その上でマンガ人気の理由を同氏は「世代論」の観点から分析していた。いつの時代も若者は親世代との区別をつけたがるが、マンガは(当時の)若者にとって親との違いを強調する道具ではないかというもの。

というのも、彼ら(現在30~40代)と親(現在50~70代)は聞いてきた音楽の分野やファッションはたいして変わらない。2000年代初頭「ロックイベントでは別々で来ていた親子が会場でばったり会うということある」と指摘されていた。それゆえにコミックとは内容やスタイルの違うマンガは新しく、子世代には「クール」だったのだ。

また、コミックは「子どものもの」という捉え方が強く、玩具を買い与えるように、親が子どもに買い与えるものだった。

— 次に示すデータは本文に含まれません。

//! Engine rows.
//!
//! A `Row` is what the engine hands out for a single record: a stable
//! identifier, a version bumped on every write, and the cell values in
//! schema column order. Change detection compares `(id, version)` pairs,
//! so two rows with the same id and different versions are the same
//! record in different states.

use crate::value::Value;
use alloc::vec::Vec;

/// Stable identifier of a record for the lifetime of its table.
pub type RowId = u64;

#[derive(Clone, Debug)]
pub struct Row {
    id: RowId,
    version: u64,
    values: Vec<Value>,
}

impl Row {
    /// Creates a freshly inserted row at version 1.
    pub fn new(id: RowId, values: Vec<Value>) -> Self {
        Self::new_with_version(id, 1, values)
    }

    pub fn new_with_version(id: RowId, version: u64, values: Vec<Value>) -> Self {
        Self { id, version, values }
    }

    #[inline]
    pub fn id(&self) -> RowId {
        self.id
    }

    #[inline]
    pub fn version(&self) -> u64 {
        self.version
    }

    /// The `(id, version)` pair used to diff result snapshots.
    #[inline]
    pub fn stamp(&self) -> (RowId, u64) {
        (self.id, self.version)
    }

    /// Marks the row as written and returns the new version.
    #[inline]
    pub fn increment_version(&mut self) -> u64 {
        self.version = self.version.wrapping_add(1);
        self.version
    }

    #[inline]
    pub fn values(&self) -> &[Value] {
        &self.values
    }

    /// Cell at column position `index`.
    pub fn get(&self, index: usize) -> Option<&Value> {
        self.values.get(index)
    }

    /// Overwrites the cell at `index`. Returns false when the row has no
    /// such column; the version is left alone either way.
    pub fn set(&mut self, index: usize, value: Value) -> bool {
        match self.values.get_mut(index) {
            Some(cell) => {
                *cell = value;
                true
            }
            None => false,
        }
    }

    #[inline]
    pub fn len(&self) -> usize {
        self.values.len()
    }

    #[inline]
    pub fn is_empty(&self) -> bool {
        self.values.is_empty()
    }
}

/// Rows are equal when they hold the same record with the same cells,
/// whatever their versions.
impl PartialEq for Row {
    fn eq(&self, other: &Self) -> bool {
        self.id == other.id && self.values == other.values
    }
}

impl Eq for Row {}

対してコミックよりも安価なマンガは子どもが小遣いで自ら買うことができた。マンガは女性寄りのテーマも多いことから読者層に女性が多いのも特徴で、ドイツの「Manga-ka(漫画家)」も女性作家が目立つ。

強い反対を受けたコミックサロン

ところで、ヨーロッパを見ている限り、マンガは芸術としても捉えられている傾向がある。

同市がコミックサロンを始めた1984年当時は、ドイツではマンガはほとんど知られていなかった。しかし、コミックをテキストとビジュアルを組み合わせたメディアとして想定し、マイナーなメディアの「場」を作るという文化的動機からサロンは作られた。

ここで重要なのは、ドイツの地方自治体は独自の文化政策を展開しているだ。文化局の職員も専門の教育を受けた人が、継続的に取り組んでいる。また文化政策を自分のテーマとして取り組む市議もいる。

ただ、1980年代当時は、コミックはあくまでも「子どものもの」と見られ「文化」ではなかった。コミックサロンを立ち上げた当時の文化局のディレクターによると、当初は社会的・文化的エリートに属する人たちはかなり強い抵抗を示した。定期的に開催することに対して政治家や報道関係者もかなり疑問を持っていたという。